BEGIN Data for this exercise

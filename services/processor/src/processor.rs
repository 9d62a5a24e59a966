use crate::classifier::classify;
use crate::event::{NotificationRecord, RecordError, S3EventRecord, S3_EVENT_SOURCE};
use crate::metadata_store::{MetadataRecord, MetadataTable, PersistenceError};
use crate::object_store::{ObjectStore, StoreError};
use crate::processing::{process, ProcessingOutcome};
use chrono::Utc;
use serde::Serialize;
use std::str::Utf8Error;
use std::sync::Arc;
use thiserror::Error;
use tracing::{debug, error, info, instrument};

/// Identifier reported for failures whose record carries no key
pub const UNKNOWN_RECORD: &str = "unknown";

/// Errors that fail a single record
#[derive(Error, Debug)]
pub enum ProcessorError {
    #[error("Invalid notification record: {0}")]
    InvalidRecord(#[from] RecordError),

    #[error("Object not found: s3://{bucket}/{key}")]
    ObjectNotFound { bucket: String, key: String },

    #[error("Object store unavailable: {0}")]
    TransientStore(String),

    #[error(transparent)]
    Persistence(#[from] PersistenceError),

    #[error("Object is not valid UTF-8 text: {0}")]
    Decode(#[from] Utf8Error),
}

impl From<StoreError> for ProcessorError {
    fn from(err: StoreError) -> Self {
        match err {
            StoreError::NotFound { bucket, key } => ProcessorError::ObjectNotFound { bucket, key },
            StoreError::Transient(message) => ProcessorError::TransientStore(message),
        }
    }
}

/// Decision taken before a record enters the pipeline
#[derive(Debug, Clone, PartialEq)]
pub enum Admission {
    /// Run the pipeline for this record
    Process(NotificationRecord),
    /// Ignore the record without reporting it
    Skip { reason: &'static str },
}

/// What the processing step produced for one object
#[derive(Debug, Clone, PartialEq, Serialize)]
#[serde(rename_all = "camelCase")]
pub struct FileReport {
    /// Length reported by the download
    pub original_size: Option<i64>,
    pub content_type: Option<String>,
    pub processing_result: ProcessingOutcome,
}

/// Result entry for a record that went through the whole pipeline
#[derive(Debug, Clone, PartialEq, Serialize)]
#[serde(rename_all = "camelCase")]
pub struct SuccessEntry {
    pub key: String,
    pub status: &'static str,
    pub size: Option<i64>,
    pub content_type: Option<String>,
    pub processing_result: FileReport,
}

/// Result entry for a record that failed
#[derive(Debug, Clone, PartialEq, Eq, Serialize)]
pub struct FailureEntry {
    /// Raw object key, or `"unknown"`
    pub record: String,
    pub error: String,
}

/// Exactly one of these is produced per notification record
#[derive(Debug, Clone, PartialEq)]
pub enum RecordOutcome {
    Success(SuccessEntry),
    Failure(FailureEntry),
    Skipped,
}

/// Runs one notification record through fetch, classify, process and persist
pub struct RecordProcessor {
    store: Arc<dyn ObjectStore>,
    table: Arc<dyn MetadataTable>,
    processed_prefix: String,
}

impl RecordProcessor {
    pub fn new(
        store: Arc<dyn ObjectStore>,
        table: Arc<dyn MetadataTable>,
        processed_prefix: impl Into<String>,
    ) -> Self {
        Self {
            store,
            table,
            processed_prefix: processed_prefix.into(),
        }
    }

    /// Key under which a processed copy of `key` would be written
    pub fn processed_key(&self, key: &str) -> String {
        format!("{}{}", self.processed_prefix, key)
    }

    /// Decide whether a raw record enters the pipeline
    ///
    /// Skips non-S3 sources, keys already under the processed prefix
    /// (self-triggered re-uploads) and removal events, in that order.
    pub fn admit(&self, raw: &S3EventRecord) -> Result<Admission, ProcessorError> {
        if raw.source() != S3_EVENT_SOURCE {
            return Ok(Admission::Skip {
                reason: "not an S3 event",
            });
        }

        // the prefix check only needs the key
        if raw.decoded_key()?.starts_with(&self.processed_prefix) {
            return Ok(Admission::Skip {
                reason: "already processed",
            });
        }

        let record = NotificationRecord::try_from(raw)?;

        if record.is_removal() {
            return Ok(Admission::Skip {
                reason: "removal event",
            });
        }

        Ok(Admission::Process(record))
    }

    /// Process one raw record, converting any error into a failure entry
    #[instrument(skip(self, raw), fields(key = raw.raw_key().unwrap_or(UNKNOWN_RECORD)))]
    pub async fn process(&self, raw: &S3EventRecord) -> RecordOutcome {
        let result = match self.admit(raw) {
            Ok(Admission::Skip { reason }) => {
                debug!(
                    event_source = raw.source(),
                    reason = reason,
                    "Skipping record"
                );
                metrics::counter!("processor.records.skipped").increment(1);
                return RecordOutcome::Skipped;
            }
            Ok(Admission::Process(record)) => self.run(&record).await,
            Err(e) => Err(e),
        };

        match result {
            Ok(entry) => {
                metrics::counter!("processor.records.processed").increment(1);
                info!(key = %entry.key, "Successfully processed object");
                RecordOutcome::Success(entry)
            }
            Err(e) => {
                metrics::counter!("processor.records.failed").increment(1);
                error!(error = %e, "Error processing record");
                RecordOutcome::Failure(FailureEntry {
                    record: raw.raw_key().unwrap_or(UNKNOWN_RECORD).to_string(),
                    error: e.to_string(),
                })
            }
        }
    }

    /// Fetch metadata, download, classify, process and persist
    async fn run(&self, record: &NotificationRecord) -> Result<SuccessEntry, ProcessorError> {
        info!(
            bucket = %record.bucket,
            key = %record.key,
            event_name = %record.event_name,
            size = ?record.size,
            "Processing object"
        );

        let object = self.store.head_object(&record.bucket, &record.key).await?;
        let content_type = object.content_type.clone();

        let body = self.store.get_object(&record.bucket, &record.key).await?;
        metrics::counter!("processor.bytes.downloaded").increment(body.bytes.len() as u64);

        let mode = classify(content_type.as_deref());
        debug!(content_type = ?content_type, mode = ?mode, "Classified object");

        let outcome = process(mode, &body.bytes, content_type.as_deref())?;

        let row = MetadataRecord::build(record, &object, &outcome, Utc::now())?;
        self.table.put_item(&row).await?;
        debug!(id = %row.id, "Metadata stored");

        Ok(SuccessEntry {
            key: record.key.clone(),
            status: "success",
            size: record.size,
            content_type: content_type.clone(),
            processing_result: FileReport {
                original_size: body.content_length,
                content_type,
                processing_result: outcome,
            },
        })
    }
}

END Data for this exercise

Try it:
Taking care to match every character, output all of the entries above.

Solution below:
filename services/processor/src/processor.rs
repository 9d62a5a24e59a966
use crate::classifier::classify;
use crate::event::{NotificationRecord, RecordError, S3EventRecord, S3_EVENT_SOURCE};
use crate::metadata_store::{MetadataRecord, MetadataTable, PersistenceError};
use crate::object_store::{ObjectStore, StoreError};
use crate::processing::{process, ProcessingOutcome};
use chrono::Utc;
use serde::Serialize;
use std::str::Utf8Error;
use std::sync::Arc;
use thiserror::Error;
use tracing::{debug, error, info, instrument};

/// Identifier reported for failures whose record carries no key
pub const UNKNOWN_RECORD: &str = "unknown";

/// Errors that fail a single record
#[derive(Error, Debug)]
pub enum ProcessorError {
    #[error("Invalid notification record: {0}")]
    InvalidRecord(#[from] RecordError),

    #[error("Object not found: s3://{bucket}/{key}")]
    ObjectNotFound { bucket: String, key: String },

    #[error("Object store unavailable: {0}")]
    TransientStore(String),

    #[error(transparent)]
    Persistence(#[from] PersistenceError),

    #[error("Object is not valid UTF-8 text: {0}")]
    Decode(#[from] Utf8Error),
}

impl From<StoreError> for ProcessorError {
    fn from(err: StoreError) -> Self {
        match err {
            StoreError::NotFound { bucket, key } => ProcessorError::ObjectNotFound { bucket, key },
            StoreError::Transient(message) => ProcessorError::TransientStore(message),
        }
    }
}

/// Decision taken before a record enters the pipeline
#[derive(Debug, Clone, PartialEq)]
pub enum Admission {
    /// Run the pipeline for this record
    Process(NotificationRecord),
    /// Ignore the record without reporting it
    Skip { reason: &'static str },
}

/// What the processing step produced for one object
#[derive(Debug, Clone, PartialEq, Serialize)]
#[serde(rename_all = "camelCase")]
pub struct FileReport {
    /// Length reported by the download
    pub original_size: Option<i64>,
    pub content_type: Option<String>,
    pub processing_result: ProcessingOutcome,
}

/// Result entry for a record that went through the whole pipeline
#[derive(Debug, Clone, PartialEq, Serialize)]
#[serde(rename_all = "camelCase")]
pub struct SuccessEntry {
    pub key: String,
    pub status: &'static str,
    pub size: Option<i64>,
    pub content_type: Option<String>,
    pub processing_result: FileReport,
}

/// Result entry for a record that failed
#[derive(Debug, Clone, PartialEq, Eq, Serialize)]
pub struct FailureEntry {
    /// Raw object key, or `"unknown"`
    pub record: String,
    pub error: String,
}

/// Exactly one of these is produced per notification record
#[derive(Debug, Clone, PartialEq)]
pub enum RecordOutcome {
    Success(SuccessEntry),
    Failure(FailureEntry),
    Skipped,
}

/// Runs one notification record through fetch, classify, process and persist
pub struct RecordProcessor {
    store: Arc<dyn ObjectStore>,
    table: Arc<dyn MetadataTable>,
    processed_prefix: String,
}

impl RecordProcessor {
    pub fn new(
        store: Arc<dyn ObjectStore>,
        table: Arc<dyn MetadataTable>,
        processed_prefix: impl Into<String>,
    ) -> Self {
        Self {
            store,
            table,
            processed_prefix: processed_prefix.into(),
        }
    }

    /// Key under which a processed copy of `key` would be written
    pub fn processed_key(&self, key: &str) -> String {
        format!("{}{}", self.processed_prefix, key)
    }

    /// Decide whether a raw record enters the pipeline
    ///
    /// Skips non-S3 sources, keys already under the processed prefix
    /// (self-triggered re-uploads) and removal events, in that order.
    pub fn admit(&self, raw: &S3EventRecord) -> Result<Admission, ProcessorError> {
        if raw.source() != S3_EVENT_SOURCE {
            return Ok(Admission::Skip {
                reason: "not an S3 event",
            });
        }

        // the prefix check only needs the key
        if raw.decoded_key()?.starts_with(&self.processed_prefix) {
            return Ok(Admission::Skip {
                reason: "already processed",
            });
        }

        let record = NotificationRecord::try_from(raw)?;

        if record.is_removal() {
            return Ok(Admission::Skip {
                reason: "removal event",
            });
        }

        Ok(Admission::Process(record))
    }

    /// Process one raw record, converting any error into a failure entry
    #[instrument(skip(self, raw), fields(key = raw.raw_key().unwrap_or(UNKNOWN_RECORD)))]
    pub async fn process(&self, raw: &S3EventRecord) -> RecordOutcome {
        let result = match self.admit(raw) {
            Ok(Admission::Skip { reason }) => {
                debug!(
                    event_source = raw.source(),
                    reason = reason,
                    "Skipping record"
                );
                metrics::counter!("processor.records.skipped").increment(1);
                return RecordOutcome::Skipped;
            }
            Ok(Admission::Process(record)) => self.run(&record).await,
            Err(e) => Err(e),
        };

        match result {
            Ok(entry) => {
                metrics::counter!("processor.records.processed").increment(1);
                info!(key = %entry.key, "Successfully processed object");
                RecordOutcome::Success(entry)
            }
            Err(e) => {
                metrics::counter!("processor.records.failed").increment(1);
                error!(error = %e, "Error processing record");
                RecordOutcome::Failure(FailureEntry {
                    record: raw.raw_key().unwrap_or(UNKNOWN_RECORD).to_string(),
                    error: e.to_string(),
                })
            }
        }
    }

    /// Fetch metadata, download, classify, process and persist
    async fn run(&self, record: &NotificationRecord) -> Result<SuccessEntry, ProcessorError> {
        info!(
            bucket = %record.bucket,
            key = %record.key,
            event_name = %record.event_name,
            size = ?record.size,
            "Processing object"
        );

        let object = self.store.head_object(&record.bucket, &record.key).await?;
        let content_type = object.content_type.clone();

        let body = self.store.get_object(&record.bucket, &record.key).await?;
        metrics::counter!("processor.bytes.downloaded").increment(body.bytes.len() as u64);

        let mode = classify(content_type.as_deref());
        debug!(content_type = ?content_type, mode = ?mode, "Classified object");

        let outcome = process(mode, &body.bytes, content_type.as_deref())?;

        let row = MetadataRecord::build(record, &object, &outcome, Utc::now())?;
        self.table.put_item(&row).await?;
        debug!(id = %row.id, "Metadata stored");

        Ok(SuccessEntry {
            key: record.key.clone(),
            status: "success",
            size: record.size,
            content_type: content_type.clone(),
            processing_result: FileReport {
                original_size: body.content_length,
                content_type,
                processing_result: outcome,
            },
        })
    }
}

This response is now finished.